Work task:
Copy, from the material below, each line that contains the word "QuoteAdjustments".
------ Data to process ------
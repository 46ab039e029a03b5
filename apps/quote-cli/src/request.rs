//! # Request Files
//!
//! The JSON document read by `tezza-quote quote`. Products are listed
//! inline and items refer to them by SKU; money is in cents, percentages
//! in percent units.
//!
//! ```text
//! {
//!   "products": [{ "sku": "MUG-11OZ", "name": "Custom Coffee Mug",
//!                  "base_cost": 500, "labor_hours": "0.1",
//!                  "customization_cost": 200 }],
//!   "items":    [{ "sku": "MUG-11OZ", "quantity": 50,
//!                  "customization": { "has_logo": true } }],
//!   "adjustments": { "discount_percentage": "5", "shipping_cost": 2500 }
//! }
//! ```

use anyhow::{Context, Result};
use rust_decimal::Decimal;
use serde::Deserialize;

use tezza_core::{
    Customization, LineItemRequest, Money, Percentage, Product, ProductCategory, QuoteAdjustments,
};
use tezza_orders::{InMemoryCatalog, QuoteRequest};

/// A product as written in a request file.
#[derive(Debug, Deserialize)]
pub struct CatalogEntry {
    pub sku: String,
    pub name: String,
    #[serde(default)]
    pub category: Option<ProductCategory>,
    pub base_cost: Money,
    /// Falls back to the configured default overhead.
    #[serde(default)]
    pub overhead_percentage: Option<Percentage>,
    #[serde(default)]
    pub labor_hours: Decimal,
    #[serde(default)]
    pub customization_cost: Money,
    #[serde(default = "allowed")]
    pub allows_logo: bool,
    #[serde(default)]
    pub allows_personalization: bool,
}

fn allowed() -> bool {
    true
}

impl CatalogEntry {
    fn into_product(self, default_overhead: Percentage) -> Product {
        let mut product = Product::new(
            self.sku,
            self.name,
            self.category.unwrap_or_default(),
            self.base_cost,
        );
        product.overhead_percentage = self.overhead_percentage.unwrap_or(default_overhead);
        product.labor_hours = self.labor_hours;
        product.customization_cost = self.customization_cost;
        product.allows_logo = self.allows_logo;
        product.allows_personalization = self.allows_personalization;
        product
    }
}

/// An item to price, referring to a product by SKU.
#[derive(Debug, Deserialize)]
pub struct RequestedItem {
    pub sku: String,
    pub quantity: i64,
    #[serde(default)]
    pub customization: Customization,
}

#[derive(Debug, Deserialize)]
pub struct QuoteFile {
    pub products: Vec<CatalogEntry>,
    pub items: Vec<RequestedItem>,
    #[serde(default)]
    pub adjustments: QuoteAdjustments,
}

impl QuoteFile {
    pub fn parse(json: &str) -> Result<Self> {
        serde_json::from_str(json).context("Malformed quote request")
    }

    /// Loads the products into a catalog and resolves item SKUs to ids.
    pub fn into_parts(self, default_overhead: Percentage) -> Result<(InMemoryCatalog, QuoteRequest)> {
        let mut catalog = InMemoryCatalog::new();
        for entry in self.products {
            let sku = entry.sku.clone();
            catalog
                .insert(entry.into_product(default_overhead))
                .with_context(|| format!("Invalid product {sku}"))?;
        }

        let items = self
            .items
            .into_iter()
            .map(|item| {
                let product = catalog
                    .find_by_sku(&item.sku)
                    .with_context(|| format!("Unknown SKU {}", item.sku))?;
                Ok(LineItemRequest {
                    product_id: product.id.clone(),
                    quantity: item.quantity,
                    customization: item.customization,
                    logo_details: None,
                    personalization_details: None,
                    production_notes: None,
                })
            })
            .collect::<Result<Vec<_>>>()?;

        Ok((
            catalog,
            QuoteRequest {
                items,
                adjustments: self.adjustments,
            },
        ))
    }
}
------
------ Data to process ------
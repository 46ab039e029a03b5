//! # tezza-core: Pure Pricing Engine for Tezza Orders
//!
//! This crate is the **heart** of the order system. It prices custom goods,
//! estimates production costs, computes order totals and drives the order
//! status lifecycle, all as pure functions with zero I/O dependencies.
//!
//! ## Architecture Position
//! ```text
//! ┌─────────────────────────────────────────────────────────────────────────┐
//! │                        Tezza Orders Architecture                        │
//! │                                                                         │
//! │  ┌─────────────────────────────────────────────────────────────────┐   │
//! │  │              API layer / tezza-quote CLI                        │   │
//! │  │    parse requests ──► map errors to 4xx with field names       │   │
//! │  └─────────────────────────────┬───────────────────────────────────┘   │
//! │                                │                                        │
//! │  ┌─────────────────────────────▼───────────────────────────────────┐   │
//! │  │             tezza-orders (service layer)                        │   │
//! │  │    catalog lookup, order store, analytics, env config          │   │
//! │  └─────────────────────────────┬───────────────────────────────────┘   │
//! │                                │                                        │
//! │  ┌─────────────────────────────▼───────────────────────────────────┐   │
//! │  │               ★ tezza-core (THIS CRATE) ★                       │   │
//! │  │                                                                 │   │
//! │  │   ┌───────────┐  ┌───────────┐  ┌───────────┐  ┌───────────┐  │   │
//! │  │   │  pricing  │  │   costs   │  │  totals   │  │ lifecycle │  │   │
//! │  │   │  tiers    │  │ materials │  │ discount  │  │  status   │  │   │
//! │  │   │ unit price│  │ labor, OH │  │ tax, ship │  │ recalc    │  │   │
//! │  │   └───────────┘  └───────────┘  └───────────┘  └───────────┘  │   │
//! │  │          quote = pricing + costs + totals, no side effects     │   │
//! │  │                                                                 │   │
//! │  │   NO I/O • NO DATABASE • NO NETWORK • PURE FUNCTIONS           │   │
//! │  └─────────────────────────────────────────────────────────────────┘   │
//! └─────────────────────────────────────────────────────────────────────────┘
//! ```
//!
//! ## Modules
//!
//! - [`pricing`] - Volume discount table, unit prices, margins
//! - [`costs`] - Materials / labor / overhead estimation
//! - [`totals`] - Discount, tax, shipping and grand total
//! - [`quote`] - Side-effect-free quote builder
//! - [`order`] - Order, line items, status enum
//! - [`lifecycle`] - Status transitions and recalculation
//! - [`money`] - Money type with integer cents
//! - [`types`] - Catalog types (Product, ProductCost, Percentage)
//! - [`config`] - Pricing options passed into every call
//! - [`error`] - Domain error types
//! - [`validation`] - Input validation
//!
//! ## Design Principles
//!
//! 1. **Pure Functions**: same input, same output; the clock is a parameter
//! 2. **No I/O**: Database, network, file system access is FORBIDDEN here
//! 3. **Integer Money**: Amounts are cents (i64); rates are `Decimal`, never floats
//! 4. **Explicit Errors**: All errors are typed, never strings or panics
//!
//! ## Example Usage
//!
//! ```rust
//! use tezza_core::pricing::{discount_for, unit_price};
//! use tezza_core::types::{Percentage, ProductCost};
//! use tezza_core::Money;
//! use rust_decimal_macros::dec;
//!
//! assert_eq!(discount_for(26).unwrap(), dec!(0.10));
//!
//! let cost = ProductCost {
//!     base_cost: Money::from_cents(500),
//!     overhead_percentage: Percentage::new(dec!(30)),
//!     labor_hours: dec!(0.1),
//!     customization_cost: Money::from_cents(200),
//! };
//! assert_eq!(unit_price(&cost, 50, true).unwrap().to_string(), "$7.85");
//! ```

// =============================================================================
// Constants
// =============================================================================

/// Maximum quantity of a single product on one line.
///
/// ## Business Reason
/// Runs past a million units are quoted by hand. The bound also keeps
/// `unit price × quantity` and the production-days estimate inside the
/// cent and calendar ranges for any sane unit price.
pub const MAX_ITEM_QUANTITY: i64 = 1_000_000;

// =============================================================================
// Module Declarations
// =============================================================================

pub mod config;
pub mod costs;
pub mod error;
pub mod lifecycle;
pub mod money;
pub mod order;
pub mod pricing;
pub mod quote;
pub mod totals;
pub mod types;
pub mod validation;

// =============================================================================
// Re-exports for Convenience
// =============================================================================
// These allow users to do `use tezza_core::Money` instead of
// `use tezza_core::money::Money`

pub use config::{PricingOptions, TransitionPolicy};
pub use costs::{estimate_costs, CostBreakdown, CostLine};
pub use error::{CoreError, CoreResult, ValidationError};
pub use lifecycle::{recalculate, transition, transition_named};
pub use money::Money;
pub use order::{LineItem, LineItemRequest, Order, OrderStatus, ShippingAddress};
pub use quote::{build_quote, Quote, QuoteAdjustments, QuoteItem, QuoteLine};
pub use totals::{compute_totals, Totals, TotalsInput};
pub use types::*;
------
Your solution:
    Customization, LineItemRequest, Money, Percentage, Product, ProductCategory, QuoteAdjustments,
    pub adjustments: QuoteAdjustments,
pub use quote::{build_quote, Quote, QuoteAdjustments, QuoteItem, QuoteLine};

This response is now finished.